Contexte
Sur le plan statistique, une augmentation de l’activité de la maladie peut être observée chez la mère après l’accouchement. Il est donc souvent recommandé de reprendre les traitements de fond de la SEP (thérapies modifiant l’évolution de la maladie) le plus tôt possible après la naissance. Parallèlement, l’Organisation mondiale de la Santé recommande un allaitement exclusif durant les six premiers mois de vie, en raison de ses bénéfices importants pour la santé de la mère et de l’enfant.
De nombreux traitements de la SEP, en particulier les anticorps monoclonaux tels que le natalizumab ou les anticorps anti-CD20 (par ex. l’ocrelizumab), n’étaient jusqu’à présent pas recommandés pendant l’allaitement, faute de données sur leur innocuité pour l’enfant. Les études disponibles étaient généralement de petite taille et ne permettaient qu’une évaluation limitée des risques potentiels.
Étude actuelle
Dans cette étude issue du registre allemand de la SEP et de la grossesse, 366 enfants allaités de mères atteintes de SEP ont été examinés. Parmi eux, 183 enfants avaient été exposés, durant l’allaitement, à un traitement par anticorps monoclonaux reçu par leur mère. Ce groupe a été comparé à 183 enfants dont les mères n’avaient reçu aucun traitement de la SEP pendant la période d’allaitement.
Les enfants ont été suivis pendant 6 à 36 mois après la naissance. Plusieurs paramètres de santé ont été évalués, notamment les retards de développement, les infections, les hospitalisations, les traitements antibiotiques ainsi que la croissance physique. Dans le groupe exposé aux médicaments, les traitements étudiés comprenaient principalement le natalizumab (125 cas), mais aussi l’ocrelizumab (34), le rituximab (11) et l’ofatumumab (10).
Résultats
La plupart des enfants ont été allaités pendant environ six mois, et une partie de la cohorte a même été suivie jusqu’à trois ans. Les résultats ne montrent pas d’augmentation statistiquement significative du risque pour la santé chez les enfants exposés à ces traitements pendant l’allaitement.

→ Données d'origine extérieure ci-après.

//! fretloop: chord-progression practice player

mod args;
mod config;
mod controller;

use std::io::Write;
use std::sync::Arc;
use std::time::Duration;

use anyhow::{bail, Context, Result};
use args::{parse_args, parse_live_command, Command, LiveCommand, PlayArgs, USAGE};
use config::{config_path, load_config, save_config, AppConfig};
use controller::{PlaybackController, PlaybackSettings, PlaybackState, Selection};
use crossbeam_channel::{unbounded, Receiver, TryRecvError};
use fretloop_core::notation::render_text;
use fretloop_core::strum::GENRE_STRUM_PATTERNS;
use fretloop_core::theory::{diatonic_chord, prefers_sharps};
use fretloop_core::{
    box_notes, build_scheduled_progression, chord_display_name, chord_tones, classify_note,
    preset_progressions, recommend_scales, render_diagram, resolve_active_progression, shape_for,
    strum_pattern_for_genre, CustomLoop, NoteName, NoteRole, Scale, VoicingLibrary, VoicingLookup,
    COUNT_IN_BEATS, DIAGRAM_FRETS,
};
use fretloop_services::{
    audio_engine, default_output_device_info, render_progression_to_wav, RenderSettings, LOOKAHEAD,
};
use tracing_subscriber::{layer::SubscriberExt, util::SubscriberInitExt};

const DEFAULT_BEATS_PER_CHORD: u32 = 4;
const DEFAULT_LOOP_GENRE: &str = "Pop/Rock";
const DEFAULT_RENDER_BARS: u32 = 4;
const DEFAULT_TOP_SCALES: usize = 5;
const POLL_INTERVAL: Duration = Duration::from_millis(10);

fn main() -> Result<()> {
    tracing_subscriber::registry()
        .with(tracing_subscriber::fmt::layer().with_writer(std::io::stderr))
        .with(tracing_subscriber::EnvFilter::from_default_env()
            .add_directive("fretloop=info".parse()?)
            .add_directive("fretloop_core=info".parse()?)
            .add_directive("fretloop_services=info".parse()?))
        .init();

    let command = parse_args(std::env::args().skip(1))?;
    let config = load_config();

    match command {
        Command::Play(args) => play(&config, &args),
        Command::Render { out, args } => render(&config, &out, &args),
        Command::Presets => {
            list_presets();
            Ok(())
        }
        Command::Patterns => {
            list_patterns();
            Ok(())
        }
        Command::Scales(args) => scales(&config, &args),
        Command::Config { init } => show_config(&config, init),
        Command::Help => {
            print!("{USAGE}");
            Ok(())
        }
    }
}

fn load_voicings(config: &AppConfig) -> Result<VoicingLibrary> {
    match &config.voicings.library {
        Some(path) => VoicingLibrary::load_with_overrides(path)
            .with_context(|| format!("loading voicings from {}", path.display())),
        None => Ok(VoicingLibrary::builtin()),
    }
}

fn selection(config: &AppConfig, args: &PlayArgs) -> Result<Selection> {
    let custom_loop = args
        .loop_spec
        .as_deref()
        .map(|spec| {
            CustomLoop::parse(
                spec,
                args.beats_per_chord.unwrap_or(DEFAULT_BEATS_PER_CHORD),
                args.genre.as_deref().unwrap_or(DEFAULT_LOOP_GENRE),
            )
        })
        .transpose()?;

    if args.preset.is_none() && custom_loop.is_none() {
        bail!("choose a progression with --preset <id> or --loop <chords>");
    }

    Ok(Selection {
        preset_id: args.preset.clone(),
        custom_loop,
        key_root: args.key.unwrap_or(config.playback.key_root),
        mode: args.mode.unwrap_or(config.playback.mode),
    })
}

fn settings(config: &AppConfig, args: &PlayArgs) -> PlaybackSettings {
    let playback = &config.playback;
    PlaybackSettings {
        tempo: args.bpm.unwrap_or(playback.tempo),
        master_volume_db: args.volume_db.unwrap_or(playback.master_volume_db),
        drums_muted: args.no_drums || playback.drums_muted,
        metronome_enabled: args.metronome || playback.metronome_enabled,
    }
}

// ============================================================================
// play
// ============================================================================

fn play(config: &AppConfig, args: &PlayArgs) -> Result<()> {
    let voicings: Arc<dyn VoicingLookup + Send + Sync> = Arc::new(load_voicings(config)?);
    let mut selection = selection(config, args)?;
    let engine = audio_engine();

    let mut controller = PlaybackController::new(engine, voicings, selection.clone(), settings(config, args));
    let Some(resolved) = controller.resolved().cloned() else {
        bail!("unknown preset '{}'", args.preset.as_deref().unwrap_or_default());
    };
    if !controller.play()? {
        bail!("could not start playback (no audio output or nothing playable)");
    }

    println!(
        "{} {} at {} BPM, {} feel",
        selection.key_root.as_str(),
        selection.mode.name(),
        controller.settings().tempo,
        resolved.genre
    );
    if let Ok(device) = default_output_device_info() {
        println!("output: {} ({} Hz, {} ch)", device.name, device.sample_rate, device.channels);
    }
    println!("{}", render_text(&strum_pattern_for_genre(&resolved.genre)));

    let deadline = args.bars.map(|bars| {
        let beats = COUNT_IN_BEATS as f64 + bars as f64 * 4.0;
        engine.now() + LOOKAHEAD + beats * 60.0 / controller.settings().tempo
    });
    let commands = spawn_stdin_reader();

    let mut shown = None;
    loop {
        controller.poll();
        print_status(&controller, &mut shown)?;

        match commands.try_recv() {
            Ok(line) => match parse_live_command(&line) {
                Ok(LiveCommand::Quit) => break,
                Ok(cmd) => apply_live_command(&mut controller, &mut selection, cmd)?,
                Err(e) => eprintln!("{e}"),
            },
            Err(TryRecvError::Disconnected) if args.bars.is_none() => break,
            Err(_) => {}
        }

        if deadline.is_some_and(|end| engine.now() >= end) {
            break;
        }
        std::thread::sleep(POLL_INTERVAL);
    }

    println!();
    controller.stop();
    engine.dispose();
    Ok(())
}

fn apply_live_command(
    controller: &mut PlaybackController<'_>,
    selection: &mut Selection,
    cmd: LiveCommand,
) -> Result<()> {
    match cmd {
        LiveCommand::TogglePause => match controller.state() {
            PlaybackState::Playing | PlaybackState::CountIn => controller.pause(),
            PlaybackState::Paused | PlaybackState::Stopped => {
                controller.play()?;
            }
        },
        LiveCommand::Stop => controller.stop(),
        LiveCommand::Restart => {
            controller.stop();
            controller.play()?;
        }
        LiveCommand::Key(root, mode) => {
            selection.key_root = root;
            selection.mode = mode;
            controller.set_selection(selection.clone());
            controller.play()?;
        }
        LiveCommand::Tempo(delta) => {
            let mut settings = controller.settings();
            settings.tempo += delta;
            if let Err(e) = controller.set_settings(settings) {
                eprintln!("{e}");
            }
        }
        LiveCommand::Quit => {}
    }
    Ok(())
}

/// Lines typed on stdin; the channel closes at end of input
fn spawn_stdin_reader() -> Receiver<String> {
    let (tx, rx) = unbounded();
    std::thread::spawn(move || {
        for line in std::io::stdin().lines() {
            let Ok(line) = line else { break };
            if tx.send(line).is_err() {
                break;
            }
        }
    });
    rx
}

/// One live status line: state, chord and a cursor over the bar's eighths
fn print_status(controller: &PlaybackController<'_>, shown: &mut Option<String>) -> Result<()> {
    let label = match controller.state() {
        PlaybackState::CountIn => "count in".to_string(),
        PlaybackState::Playing => controller.current_chord_name(),
        PlaybackState::Paused => format!("{} (paused)", controller.current_chord_name()),
        PlaybackState::Stopped => "stopped".to_string(),
    };
    let line = format!(
        "{label:<16} {} {:>5.0} BPM",
        bar_cursor(controller.eighth_in_bar()),
        controller.settings().tempo
    );
    if shown.as_deref() != Some(line.as_str()) {
        let mut out = std::io::stdout().lock();
        write!(out, "\r{line}")?;
        out.flush()?;
        *shown = Some(line);
    }
    Ok(())
}

fn bar_cursor(slot: usize) -> String {
    const COUNTS: [&str; 8] = ["1", "&", "2", "&", "3", "&", "4", "&"];
    COUNTS
        .iter()
        .enumerate()
        .map(|(i, c)| if i == slot { format!("[{c}]") } else { format!(" {c} ") })
        .collect()
}

// ============================================================================
// render
// ============================================================================

fn render(config: &AppConfig, out: &std::path::Path, args: &PlayArgs) -> Result<()> {
    let voicings = load_voicings(config)?;
    let selection = selection(config, args)?;
    let settings = settings(config, args);

    let resolved = resolve_active_progression(selection.preset_id.as_deref(), selection.custom_loop.as_ref())
        .with_context(|| format!("unknown preset '{}'", args.preset.as_deref().unwrap_or_default()))?;
    let progression = build_scheduled_progression(&resolved, selection.key_root, selection.mode, &voicings)
        .context("progression has no playable chords in this key")?;

    let defaults = RenderSettings::default();
    let render_settings = RenderSettings {
        bpm: settings.tempo,
        sample_rate: args.sample_rate.unwrap_or(defaults.sample_rate),
        metronome_enabled: settings.metronome_enabled,
        drums_muted: settings.drums_muted,
        master_volume_db: settings.master_volume_db,
        seed: args.seed.unwrap_or(defaults.seed),
    };

    let summary = render_progression_to_wav(
        out,
        progression,
        strum_pattern_for_genre(&resolved.genre),
        &render_settings,
        args.bars.unwrap_or(DEFAULT_RENDER_BARS),
    )?;
    println!(
        "wrote {} ({:.2} s, peak {:.2})",
        summary.path.display(),
        summary.seconds,
        summary.peak
    );
    Ok(())
}

// ============================================================================
// scales
// ============================================================================

fn scales(config: &AppConfig, args: &PlayArgs) -> Result<()> {
    let selection = selection(config, args)?;
    let (key, mode) = (selection.key_root, selection.mode);
    let resolved = resolve_active_progression(selection.preset_id.as_deref(), selection.custom_loop.as_ref())
        .with_context(|| format!("unknown preset '{}'", args.preset.as_deref().unwrap_or_default()))?;

    let names: Vec<String> = (0..resolved.pattern.len())
        .map(|i| chord_display_name(&resolved, i, key, mode))
        .collect();
    println!("{} {}: {}\n", key.as_str(), mode.name(), names.join(" "));

    let ranked = recommend_scales(key, mode, &resolved.pattern, args.top.unwrap_or(DEFAULT_TOP_SCALES));
    let Some(best) = ranked.first() else {
        bail!("nothing to rank");
    };
    for (rank, rec) in ranked.iter().enumerate() {
        println!("{:>2}. {:<26} {:>3}  {}", rank + 1, rec.display_name, rec.score, rec.reason);
        if !rec.tags.is_empty() {
            println!("    [{}]", rec.tags.join(", "));
        }
    }

    let sharps = prefers_sharps(key, mode);
    let scale = Scale::new(key.pitch_class(), best.scale_type);
    let mut tones_by_chord = Vec::new();
    println!("\nchord tones");
    for (name, chord) in names.iter().zip(&resolved.pattern) {
        let Some(diatonic) = diatonic_chord(key.pitch_class(), mode, chord.degree) else {
            continue;
        };
        let tones = chord_tones(diatonic.root, chord.quality.unwrap_or(diatonic.quality));
        let spelled: Vec<String> = tones
            .iter()
            .map(|t| format!("{}({})", NoteName::from_pitch_class(t.pitch_class, sharps), t.label()))
            .collect();
        println!("  {name:<8} {}", spelled.join(" "));
        tones_by_chord.push((name, tones));
    }

    if let Some((name, tones)) = tones_by_chord.first() {
        println!("\n{} over {name} (R 3 5 7 9 chord tones, o scale)", best.display_name);
        print!(
            "{}",
            render_diagram(DIAGRAM_FRETS, |pos| role_mark(classify_note(pos.pitch_class, tones, &scale)))
        );
    }

    if let Some(shape) = shape_for(best.scale_type) {
        let notes = box_notes(shape, key.pitch_class());
        let frets = notes.iter().map(|n| n.fret).max().unwrap_or(0).max(DIAGRAM_FRETS);
        println!("\n{} {}", key.as_str(), shape.name);
        print!(
            "{}",
            render_diagram(frets, |pos| notes
                .iter()
                .find(|n| n.string == pos.string && n.fret == pos.fret)
                .map(|n| n.label))
        );
    }
    Ok(())
}

fn role_mark(role: NoteRole) -> Option<&'static str> {
    match role {
        NoteRole::Root => Some("R"),
        NoteRole::Third => Some("3"),
        NoteRole::Fifth => Some("5"),
        NoteRole::Seventh => Some("7"),
        NoteRole::Ninth => Some("9"),
        NoteRole::Scale => Some("o"),
        NoteRole::NonScale => None,
    }
}

// ============================================================================
// listings
// ============================================================================

fn list_presets() {
    for preset in preset_progressions() {
        let numerals: Vec<&str> = preset.pattern.iter().map(|c| c.roman_numeral.as_str()).collect();
        println!("{:<24} {:<30} {:<13} {}", preset.id, preset.name, preset.genre, numerals.join(" "));
    }
}

fn list_patterns() {
    for (genre, pattern) in GENRE_STRUM_PATTERNS.iter() {
        println!("{genre} ({pattern})");
        println!("{}\n", render_text(pattern));
    }
}

fn show_config(config: &AppConfig, init: bool) -> Result<()> {
    let path = config_path();
    if init {
        if path.exists() {
            bail!("{} already exists", path.display());
        }
        let written = save_config(config)?;
        println!("wrote {}", written.display());
        return Ok(());
    }
    println!("# {}", path.display());
    print!("{}", toml::to_string_pretty(config)?);
    Ok(())
}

Les retards de développement, les traitements antibiotiques, les hospitalisations et les infections sévères n’étaient pas significativement plus fréquents dans le groupe exposé. De même, la croissance staturo-pondérale (poids, taille et périmètre crânien) évoluait de manière comparable dans les deux groupes au cours des trois premières années de vie.
Conclusion
L'étude suggère que l'allaitement sous traitement par anticorps monoclonaux pour la SEP n’entraîne pas de risque supplémentaire pour la santé pour l'enfant. Le développement, le taux d'infection et la croissance étaient comparables à ceux des enfants non exposés aux médicaments.
Mise en contexte des résultats de l’étude
Dans l’ensemble, ces résultats viennent appuyer la possibilité pour les personnes atteintes de SEP d’allaiter tout en poursuivant un traitement efficace, sous réserve d’un suivi médical personnalisé. Toutefois, en raison de la taille limitée de l’échantillon, les résultats n’ont pas pu être estimés avec précision et ne permettent pas d’exclure définitivement un risque accru.